A moins d’un mois du scrutin, le programme du candidat Bardella pour la région Île-de-France se résume à une mesure phare : placer « deux agents de sécurité armés dans chaque gare de la région ». Mais aucun chiffrage n’est avancé. Interviewé sur BFM TV le 11 avril, Jordan Bardella s’est montré incapable de donner le nombre de gares en Île-de-France et a reconnu que sa mesure phare n’était pas encore chiffrée. La région Île-de-France compte plus de 800 gares de métro, RER et Transilien ; plusieurs grandes gares très fréquentées bénéficient déjà d’une présence militaire continue, mais certaines gares de banlieue très peu fréquentées sont de simples guichets automatiques et n’accueillent que très rarement des personnels SNCF ou RATP : on ignore si M. Bardella entend déployer deux agents armés en permanence dans chacune de ces gares.
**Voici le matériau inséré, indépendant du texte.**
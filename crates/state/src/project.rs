use tracing::{debug, info, warn};

use crate::catalog::{Catalog, CatalogEntry};
use crate::event::{normalize_with_report, NormalizedCatalog, NormalizedEvent};
use crate::selection::{Selection, SelectionTracker};
use crate::timeline::{project, InteractionPayload, RenderModel};

/// Everything derived from the entry being viewed. Rebuilt only on switch.
#[derive(Debug, Clone)]
pub struct ActiveEntry {
    pub index: usize,
    pub normalized: NormalizedCatalog,
    pub model: RenderModel,
}

#[derive(Debug, Clone, PartialEq)]
pub enum Interaction {
    SwitchEntry(String),
    /// One render pass. `payload` is `Some` only on the pass the chart saw a click.
    Frame { payload: Option<InteractionPayload> },
}

#[derive(Debug, Clone, Default)]
pub struct AppState {
    catalog: Catalog,
    active: Option<ActiveEntry>,
    selection: SelectionTracker,
}

impl AppState {
    pub fn new(catalog: Catalog) -> Self {
        let mut state = Self {
            catalog,
            active: None,
            selection: SelectionTracker::new(),
        };
        state.activate(0);
        state
    }

    /// Swaps in a freshly loaded catalog and shows its first entry.
    pub fn replace_catalog(&mut self, catalog: Catalog) {
        info!(entries = catalog.len(), "catalog replaced");
        self.catalog = catalog;
        self.active = None;
        self.selection.reset();
        self.activate(0);
    }

    pub fn reduce(mut self, interaction: Interaction) -> Self {
        self.apply(interaction);
        self
    }

    /// Returns `true` when the active entry or the selection changed, so a
    /// caller that already painted this frame knows to paint again.
    pub fn apply(&mut self, interaction: Interaction) -> bool {
        match interaction {
            Interaction::SwitchEntry(name) => self.switch_entry(&name),
            Interaction::Frame { payload } => {
                let payload = payload.filter(|p| self.accepts(p));
                self.selection.on_interaction(payload.as_ref())
            }
        }
    }

    pub fn catalog(&self) -> &Catalog {
        &self.catalog
    }

    pub fn active(&self) -> Option<&ActiveEntry> {
        self.active.as_ref()
    }

    pub fn active_entry(&self) -> Option<&CatalogEntry> {
        self.active
            .as_ref()
            .and_then(|a| self.catalog.entries.get(a.index))
    }

    pub fn selection(&self) -> Selection {
        self.selection.current_selection()
    }

    pub fn tracker(&self) -> &SelectionTracker {
        &self.selection
    }

    pub fn selected_event(&self) -> Option<&NormalizedEvent> {
        let id = self.selection().id()?;
        let active = self.active.as_ref()?;
        if id.is_placeholder() {
            let level = self.selection.selected_level()?;
            return active.normalized.placeholder(level);
        }
        active.normalized.get(id)
    }

    fn switch_entry(&mut self, name: &str) -> bool {
        if self.active_entry().is_some_and(|e| e.name == name) {
            return false;
        }
        let Some(index) = self.catalog.entries.iter().position(|e| e.name == name) else {
            warn!(entry = name, "switch to unknown catalog entry ignored");
            return false;
        };
        self.selection.reset();
        self.activate(index);
        true
    }

    fn activate(&mut self, index: usize) {
        let Some(entry) = self.catalog.entries.get(index) else {
            self.active = None;
            return;
        };
        let normalized = normalize_with_report(entry);
        for warning in &normalized.warnings {
            warn!(entry = %entry.name, "{warning}");
        }
        let model = project(&normalized.events, entry.duration_seconds());
        debug!(
            entry = %entry.name,
            events = normalized.real_events().count(),
            duration = model.duration(),
            "entry activated"
        );
        self.active = Some(ActiveEntry {
            index,
            normalized,
            model,
        });
    }

    /// Payloads must point at something on the current timeline; anything
    /// else is stale and must not disturb the selection.
    fn accepts(&self, payload: &InteractionPayload) -> bool {
        let Some(active) = &self.active else {
            return false;
        };
        let known = if payload.id.is_placeholder() {
            active.normalized.placeholder(payload.level).is_some()
        } else {
            active
                .normalized
                .get(payload.id)
                .is_some_and(|e| e.level == payload.level)
        };
        if !known {
            debug!(id = %payload.id, level = %payload.level, "stale interaction payload ignored");
        }
        known
    }
}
En tout état de cause, une telle mesure est irréaliste car elle représenterait un coût abyssal pour la région.

Trois autres propositions apparaissent également sur le tract de Jordan Bardella : « investir massivement dans la vidéosurveillance et les équipements des forces de l’ordre » (mais là encore, aucun chiffrage), « renforcer la sécurité aux abords des établissements scolaires » (mais on ignore de quelle façon) et « démanteler les zones de non-droit » (lesquelles ? de quelle façon ? et avec quels moyens ?). Autrement dit, ces quelques mesures floues et racoleuses ne sont rien d’autre que des vœux pieux destinés à ancrer la campagne du candidat dans une logique exclusivement sécuritaire, au détriment des nombreux autres défis majeurs que doit relever un territoire comme l’Île-de-France : attractivité internationale, innovation, transition écologique, amélioration des infrastructures de transport, réduction des inégalités sociales et territoriales, insertion professionnelle.
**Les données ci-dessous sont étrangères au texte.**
use reelmark_media::preview::PreviewState;
use reelmark_state::event::NormalizedEvent;
use reelmark_state::project::AppState;
use reelmark_state::time::format_hms;

use crate::constants;
use crate::theme;
use crate::MediaLookup;

pub fn inspector_panel(ui: &mut egui::Ui, state: &AppState, media: &dyn MediaLookup) {
    ui.heading("Inspector");
    ui.separator();

    let preview = media.preview(state);
    match &preview {
        PreviewState::Hint => {
            ui.colored_label(theme::TEXT_DIM, "Select an interval on the timeline");
        }
        PreviewState::NoEventInBand(level) => {
            ui.label(egui::RichText::new(format!("{level} band")).strong());
            ui.colored_label(theme::TEXT_DIM, "No events of this severity were tagged");
        }
        PreviewState::Ready { event, asset } | PreviewState::Missing { event, asset } => {
            show_event(ui, event);
            ui.separator();
            ui.label("Clip");
            row(ui, "File", &asset.file_name());
            row(ui, "Status", if asset.exists { "cached" } else { "missing" });
            if let Some(meta) = media.metadata(&asset.path) {
                if let Some((w, h)) = meta.resolution {
                    row(ui, "Size", &format!("{w}x{h}"));
                }
                if let Some(bytes) = meta.size_bytes {
                    row(ui, "Bytes", &format!("{:.1} KiB", bytes as f64 / 1024.0));
                }
            }
        }
    }

    let Some(active) = state.active() else {
        return;
    };
    if active.normalized.warnings.is_empty() {
        return;
    }
    ui.separator();
    ui.colored_label(
        theme::WARNING,
        format!("Data warnings ({})", active.normalized.warnings.len()),
    );
    egui::ScrollArea::vertical()
        .id_salt("data_warnings")
        .show(ui, |ui| {
            for warning in &active.normalized.warnings {
                ui.colored_label(theme::TEXT_DIM, warning.to_string());
            }
        });
}

fn show_event(ui: &mut egui::Ui, event: &NormalizedEvent) {
    ui.label(egui::RichText::new(format!("Event {}", event.id)).strong());
    row(ui, "Level", event.level.label());
    if !event.keywords.is_empty() {
        row(ui, "Keywords", &event.keywords);
    }
    row(ui, "Start", &format_hms(event.start));
    row(ui, "End", &format_hms(event.end));
    row(ui, "Preview", &format!("{} ({}s)", format_hms(event.preview), event.preview));
}

fn row(ui: &mut egui::Ui, label: &str, value: &str) {
    ui.horizontal(|ui| {
        ui.add_sized(
            [constants::INSPECTOR_LABEL_WIDTH, 16.0],
            egui::Label::new(egui::RichText::new(label).color(theme::TEXT_DIM)),
        );
        ui.label(value);
    });
}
On pourrait en rire s’il ne s’agissait pas d’une question aussi sérieuse que l’avenir de la région Île-de-France. Mais à bien y réfléchir, la stratégie du Rassemblement National n’est pas si absurde qu’on pourrait le penser. Le parti de Marine Le Pen sait qu’il a peu de chance d’arriver en tête en Île-de-France. En 2015, la liste FN menée par Wallerand de Saint-Just est arrivée en troisième position avec 14% des suffrages, très loin derrière les listes de Valérie Pécresse et de Claude Bartolone. En fait, Jordan Bardella n’a pas besoin d’élaborer un programme cohérent : il sait qu’il ne présidera pas la région Île-de-France. Il est là pour préparer les scrutins nationaux de 2022.
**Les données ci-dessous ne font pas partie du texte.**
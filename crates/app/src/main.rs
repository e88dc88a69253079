use clap::Parser;
use reelmark_app::cli::Cli;

fn main() -> eframe::Result {
    let cli = Cli::parse();
    reelmark_app::logging::init(cli.verbose);

    let (settings, catalog) = match reelmark_app::startup(&cli) {
        Ok(loaded) => loaded,
        Err(err) => {
            tracing::error!("{err}");
            std::process::exit(2);
        }
    };

    let options = eframe::NativeOptions {
        viewport: egui::ViewportBuilder::default()
            .with_inner_size([1400.0, 900.0])
            .with_min_inner_size([800.0, 600.0])
            .with_title("Reelmark"),
        vsync: true,
        renderer: eframe::Renderer::Wgpu,
        ..Default::default()
    };

    eframe::run_native(
        "Reelmark",
        options,
        Box::new(|cc| Ok(Box::new(reelmark_app::ViewerApp::new(cc, settings, catalog)))),
    )
}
Pour Marine Le Pen, les élections régionales sont un marchepied vers la présidentielle : « aujourd’hui nos régions, demain la France » peut-on lire sur les tracts des candidats du RN. C’est pourquoi la campagne de Jordan Bardella mélange habilement les enjeux régionaux et nationaux, comme l’avait déjà fait Wallerand de Saint-Just lors des élections régionales de 2015. Le tract de Jordan Bardella parle plus de politique nationale que d’enjeux régionaux, et annonce déjà quelques unes des mesures qui seront portées par Marine Le Pen en 2022 : « Face à Macron, nous exigerons le rétablissement  des effectifs de police (…), l’armement de toutes les polices municipales, (…), l’abaissement de la majorité pénale à 16 ans, l’expulsion des délinquants et criminels étrangers, la fermeture de toutes les mosquées radicales et l’interdiction du voile islamiste dans l’espace public ». Autant de propositions qui n’ont, a priori, pas leur place dans la campagne des régionales puisqu’elles ne relèvent pas des compétences des Conseils Régionaux. L’objectif est clair : imposer dans le débat des régionales les thèmes de prédilection du Rassemblement National en vue de la prochaine présidentielle. La formule « face à Macron » est d’ailleurs assez explicite : le parti d’extrême droite se projette déjà dans un nouveau duel Macron/Le Pen au second tour.